Although I agree that at the grand scale the average human is better off now than in any other time in human history, American millennials are, on average, materially worse off than their parents.

It’s important to keep in mind that the parents on here are generally better off financially and also more invested in their kids than typical American parents. So if we’re looking at the sample of CC kids, we’re probably getting a very optimistic and unrepresentative sample of millennials, their prospects, and their viewpoints about the future.

Objectively, housing is more expensive and most are stuck renting. Typical wages are much lower. A college education is appreciably more expensive and overall less effective at helping young people attain a middle class lifestyle. Many if not most millennials are leaving college with substantial debt (which they were encouraged to take on by well-meaning adults in their lives) that they can’t pay off with stagnant wages/limited prospects (even those with degrees in STEM). Our generation is finding the basic standard of living that we were taught to expect as a baseline (a modest single family home with a car and maybe a couple of kids) is not only mostly out of reach on the timeline we expected (our 20s) but possibly completely unattainable in our lifetimes.

On another hand, perhaps that expectation was always unsustainable and unreasonable (most in the world don’t live this way), but as a millennial I feel like I’ve spent my entire lifetime feeling a day late and a dollar short. I’ve managed to make a decent life for myself (not struggling and able to save) with hard work some luck. That said, as my husband and I finally find ourselves in the financial position to look at houses, the market is exploding and normal folks like us are getting priced out by the massively wealthy further building on that wealth. I worked hard, I kept my debt minimal, got a PhD with highly sought-after technical skills and got into “the sexiest job of the 21st century” and I still feel like I can’t “make it.” And I’m materially better off than most of my same age peers!

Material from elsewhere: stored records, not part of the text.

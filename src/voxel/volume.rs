//! Sparse voxel volume over an unbounded integer coordinate space.
//!
//! Voxels are stored in 16³ tiles keyed by tile coordinate. Tiles are shared
//! between copies through `Arc` and cloned on first write, so `copy()` is
//! cheap while still giving fully independent snapshots.

use std::collections::BTreeMap;
use std::collections::btree_map::Entry;
use std::fmt;
use std::sync::Arc;
use std::sync::atomic::{AtomicU64, Ordering};

use super::color::Color;
use super::tile::{Tile, TileCoord};
use crate::core::types::IVec3;

static NEXT_KEY: AtomicU64 = AtomicU64::new(1);

fn next_key() -> u64 {
    NEXT_KEY.fetch_add(1, Ordering::Relaxed)
}

/// Sparse mapping from voxel coordinate to color.
///
/// Empty voxels (alpha 0) are never stored; tiles that become empty are
/// dropped.
#[derive(Clone)]
pub struct Volume {
    tiles: BTreeMap<TileCoord, Arc<Tile>>,
    /// Content stamp: changes on every effective write, kept by `copy()`.
    key: u64,
}

impl Volume {
    /// Create an empty volume
    pub fn new() -> Self {
        Self {
            tiles: BTreeMap::new(),
            key: next_key(),
        }
    }

    /// Color at `pos`, `Color::EMPTY` when unset
    pub fn get(&self, pos: IVec3) -> Color {
        let (coord, index) = TileCoord::split(pos);
        self.tiles
            .get(&coord)
            .map(|tile| tile.get(index))
            .unwrap_or(Color::EMPTY)
    }

    /// Set the voxel at `pos`. A color with alpha 0 removes the voxel.
    pub fn set_at(&mut self, pos: IVec3, color: Color) {
        let color = color.normalized();
        let (coord, index) = TileCoord::split(pos);

        let changed = match self.tiles.entry(coord) {
            Entry::Occupied(mut entry) => {
                if entry.get().get(index) == color {
                    false
                } else {
                    let tile = Arc::make_mut(entry.get_mut());
                    tile.set(index, color);
                    if tile.is_empty() {
                        entry.remove();
                    }
                    true
                }
            }
            Entry::Vacant(entry) => {
                if color.is_empty() {
                    false
                } else {
                    let mut tile = Tile::new();
                    tile.set(index, color);
                    entry.insert(Arc::new(tile));
                    true
                }
            }
        };

        if changed {
            self.key = next_key();
        }
    }

    /// Iterate all non-empty voxels in a fixed order: tiles by (z, y, x),
    /// then z-outer / x-inner within each tile.
    pub fn iter(&self) -> impl Iterator<Item = (IVec3, Color)> + '_ {
        self.tiles.iter().flat_map(|(coord, tile)| {
            let origin = coord.origin();
            tile.iter_filled().map(move |(local, color)| (origin + local, color))
        })
    }

    /// Visit every voxel while allowing the visitor to write to this volume.
    ///
    /// The pass walks a snapshot taken before the first call, so every voxel
    /// present at the start is visited exactly once and voxels written during
    /// the pass are not visited.
    pub fn visit_mut<F>(&mut self, mut visitor: F)
    where
        F: FnMut(&mut Volume, IVec3, Color),
    {
        let snapshot = self.copy();
        for (pos, color) in snapshot.iter() {
            visitor(self, pos, color);
        }
    }

    /// Independent snapshot of this volume
    pub fn copy(&self) -> Volume {
        self.clone()
    }

    /// Remove all voxels
    pub fn clear(&mut self) {
        if !self.tiles.is_empty() {
            self.tiles.clear();
            self.key = next_key();
        }
    }

    pub fn is_empty(&self) -> bool {
        self.tiles.is_empty()
    }

    /// Number of non-empty voxels
    pub fn len(&self) -> usize {
        self.tiles.values().map(|t| t.filled() as usize).sum()
    }

    /// Number of allocated tiles
    pub fn tile_count(&self) -> usize {
        self.tiles.len()
    }

    /// Content key. Equal keys imply equal content.
    pub fn key(&self) -> u64 {
        self.key
    }

    /// Inclusive `(min, max)` corners of the non-empty voxels.
    ///
    /// Inclusive so a voxel at `i32::MAX` still has representable bounds.
    pub fn bbox(&self) -> Option<(IVec3, IVec3)> {
        let mut voxels = self.iter();
        let (first, _) = voxels.next()?;
        Some(voxels.fold((first, first), |(min, max), (pos, _)| (min.min(pos), max.max(pos))))
    }

    /// Composite `top` over this volume with alpha-over blending.
    pub fn merge_over(&mut self, top: &Volume) {
        for (coord, tile) in &top.tiles {
            if !self.tiles.contains_key(coord) {
                // Nothing below: share the tile as is.
                self.tiles.insert(*coord, Arc::clone(tile));
                self.key = next_key();
                continue;
            }
            let origin = coord.origin();
            for (local, color) in tile.iter_filled() {
                let pos = origin + local;
                let below = self.get(pos);
                self.set_at(pos, color.over(below));
            }
        }
    }
}

impl Default for Volume {
    fn default() -> Self {
        Self::new()
    }
}

impl PartialEq for Volume {
    fn eq(&self, other: &Self) -> bool {
        self.key == other.key || self.iter().eq(other.iter())
    }
}

impl fmt::Debug for Volume {
    fn fmt(&self, f: &mut fmt::Formatter<'_>) -> fmt::Result {
        f.debug_struct("Volume")
            .field("voxels", &self.len())
            .field("tiles", &self.tiles.len())
            .field("key", &self.key)
            .finish()
    }
}

impl Extend<(IVec3, Color)> for Volume {
    fn extend<T: IntoIterator<Item = (IVec3, Color)>>(&mut self, iter: T) {
        for (pos, color) in iter {
            self.set_at(pos, color);
        }
    }
}

impl FromIterator<(IVec3, Color)> for Volume {
    fn from_iter<T: IntoIterator<Item = (IVec3, Color)>>(iter: T) -> Self {
        let mut volume = Volume::new();
        volume.extend(iter);
        volume
    }
}

#[cfg(test)]
mod tests {
    use super::*;

    const RED: Color = Color::rgb(255, 0, 0);
    const BLUE: Color = Color::rgb(0, 0, 255);

    #[test]
    fn test_unset_is_empty() {
        let volume = Volume::new();
        for pos in [IVec3::ZERO, IVec3::new(-100, 7, 1 << 20), IVec3::splat(i32::MIN)] {
            assert_eq!(volume.get(pos), Color::EMPTY);
        }
        assert!(volume.is_empty());
    }

    #[test]
    fn test_set_then_get() {
        let mut volume = Volume::new();
        let positions = [IVec3::ZERO, IVec3::new(-1, -1, -1), IVec3::new(15, 16, -17), IVec3::splat(i32::MAX)];
        for (i, pos) in positions.iter().enumerate() {
            volume.set_at(*pos, Color::new(i as u8, 1, 2, 200));
        }
        for (i, pos) in positions.iter().enumerate() {
            assert_eq!(volume.get(*pos), Color::new(i as u8, 1, 2, 200));
        }
        assert_eq!(volume.len(), positions.len());
    }

    #[test]
    fn test_zero_alpha_deletes() {
        let mut volume = Volume::new();
        volume.set_at(IVec3::new(3, 4, 5), RED);
        volume.set_at(IVec3::new(3, 4, 5), Color::new(255, 255, 255, 0));
        assert_eq!(volume.get(IVec3::new(3, 4, 5)), Color::EMPTY);
        assert_eq!(volume.iter().count(), 0);
        assert_eq!(volume.tile_count(), 0);
    }

    #[test]
    fn test_zero_alpha_on_unset_is_noop() {
        let mut volume = Volume::new();
        let key = volume.key();
        volume.set_at(IVec3::ZERO, Color::EMPTY);
        assert_eq!(volume.key(), key);
        assert_eq!(volume.tile_count(), 0);
    }

    #[test]
    fn test_single_voxel_iter() {
        let mut volume = Volume::new();
        volume.set_at(IVec3::ZERO, RED);
        let voxels: Vec<_> = volume.iter().collect();
        assert_eq!(voxels, vec![(IVec3::ZERO, RED)]);
    }

    #[test]
    fn test_iter_order_is_stable() {
        let volume: Volume = [
            (IVec3::new(40, 0, 0), RED),
            (IVec3::new(0, 0, 40), BLUE),
            (IVec3::new(-3, 2, 1), RED),
            (IVec3::new(1, 0, 0), BLUE),
        ]
        .into_iter()
        .collect();

        let first: Vec<_> = volume.iter().collect();
        let second: Vec<_> = volume.iter().collect();
        assert_eq!(first, second);
        assert_eq!(first.len(), 4);
        // Highest z tile comes last.
        assert_eq!(first.last().unwrap().0, IVec3::new(0, 0, 40));
    }

    #[test]
    fn test_copy_is_independent() {
        let mut volume = Volume::new();
        volume.set_at(IVec3::ZERO, RED);
        let snapshot = volume.copy();

        volume.set_at(IVec3::ZERO, BLUE);
        volume.set_at(IVec3::ONE, BLUE);
        assert_eq!(snapshot.get(IVec3::ZERO), RED);
        assert_eq!(snapshot.get(IVec3::ONE), Color::EMPTY);

        let mut snapshot = snapshot;
        snapshot.set_at(IVec3::new(2, 2, 2), RED);
        assert_eq!(volume.get(IVec3::new(2, 2, 2)), Color::EMPTY);
    }

    #[test]
    fn test_dilate_with_copy() {
        let mut volume = Volume::new();
        volume.set_at(IVec3::ZERO, RED);
        let source = volume.copy();

        for (pos, color) in source.iter() {
            for z in -1..=1 {
                for y in -1..=1 {
                    for x in -1..=1 {
                        volume.set_at(pos + IVec3::new(x, y, z), color);
                    }
                }
            }
        }

        assert_eq!(volume.len(), 27);
        assert!(volume.iter().all(|(_, c)| c == RED));
        assert_eq!(source.len(), 1);
    }

    #[test]
    fn test_visit_mut_writes_same_volume() {
        let mut volume: Volume = (0..20).map(|x| (IVec3::new(x, 0, 0), RED)).collect();
        let mut visited = 0;
        volume.visit_mut(|v, pos, _| {
            visited += 1;
            // Push new voxels ahead of the cursor and recolor the current one.
            v.set_at(pos + IVec3::new(1, 0, 0), BLUE);
            v.set_at(pos + IVec3::new(0, 1, 0), BLUE);
        });
        assert_eq!(visited, 20);
        assert_eq!(volume.get(IVec3::new(20, 0, 0)), BLUE);
        assert_eq!(volume.get(IVec3::new(0, 0, 0)), RED);
    }

    #[test]
    fn test_visit_mut_delete_during_pass() {
        let mut volume: Volume = (0..5).map(|x| (IVec3::new(x, 0, 0), RED)).collect();
        let mut visited = Vec::new();
        volume.visit_mut(|v, pos, _| {
            visited.push(pos.x);
            v.set_at(pos + IVec3::X, Color::EMPTY);
        });
        assert_eq!(visited, vec![0, 1, 2, 3, 4]);
        assert_eq!(volume.len(), 1);
    }

    #[test]
    fn test_key_changes_on_write() {
        let mut volume = Volume::new();
        let k0 = volume.key();
        volume.set_at(IVec3::ZERO, RED);
        let k1 = volume.key();
        assert_ne!(k0, k1);
        // Writing the same value is not a change.
        volume.set_at(IVec3::ZERO, RED);
        assert_eq!(volume.key(), k1);
        assert_eq!(volume.copy().key(), k1);
    }

    #[test]
    fn test_bbox() {
        let mut volume = Volume::new();
        assert!(volume.bbox().is_none());
        volume.set_at(IVec3::new(-2, 0, 5), RED);
        volume.set_at(IVec3::new(3, 1, 5), RED);
        let (min, max) = volume.bbox().unwrap();
        assert_eq!(min, IVec3::new(-2, 0, 5));
        assert_eq!(max, IVec3::new(3, 1, 5));
    }

    #[test]
    fn test_bbox_at_coordinate_limits() {
        let mut volume = Volume::new();
        volume.set_at(IVec3::splat(i32::MAX), RED);
        assert_eq!(volume.bbox(), Some((IVec3::splat(i32::MAX), IVec3::splat(i32::MAX))));
        volume.set_at(IVec3::splat(i32::MIN), RED);
        assert_eq!(volume.bbox(), Some((IVec3::splat(i32::MIN), IVec3::splat(i32::MAX))));
    }

    #[test]
    fn test_merge_over() {
        let mut bottom = Volume::new();
        bottom.set_at(IVec3::ZERO, BLUE);
        bottom.set_at(IVec3::ONE, BLUE);

        let mut top = Volume::new();
        top.set_at(IVec3::ZERO, RED);
        top.set_at(IVec3::new(100, 0, 0), RED);

        bottom.merge_over(&top);
        assert_eq!(bottom.get(IVec3::ZERO), RED);
        assert_eq!(bottom.get(IVec3::ONE), BLUE);
        assert_eq!(bottom.get(IVec3::new(100, 0, 0)), RED);
        assert_eq!(bottom.len(), 3);
    }

    #[test]
    fn test_clear() {
        let mut volume: Volume = [(IVec3::ZERO, RED)].into_iter().collect();
        volume.clear();
        assert!(volume.is_empty());
        assert_eq!(volume.len(), 0);
    }
}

On the topic of kids, my husband and I fall into the “want kids but probably only one” camp (though unfortunately making that a reality has been an unexpected struggle for us). A lot of my friends cite climate change as a reason for not having kids. Some are just not into the lifestyle. Most don’t really think too much about it because it’s economically not feasible for them to consider. In most cases, I don’t think it’s a “I’m lazy and it’s too much work” thing so much as many in my generation are stuck in the rise-and-grind, side-hustle zeitgeist and the idea of raising kids between two adults who work 60+ hour weeks is, again, not feasible.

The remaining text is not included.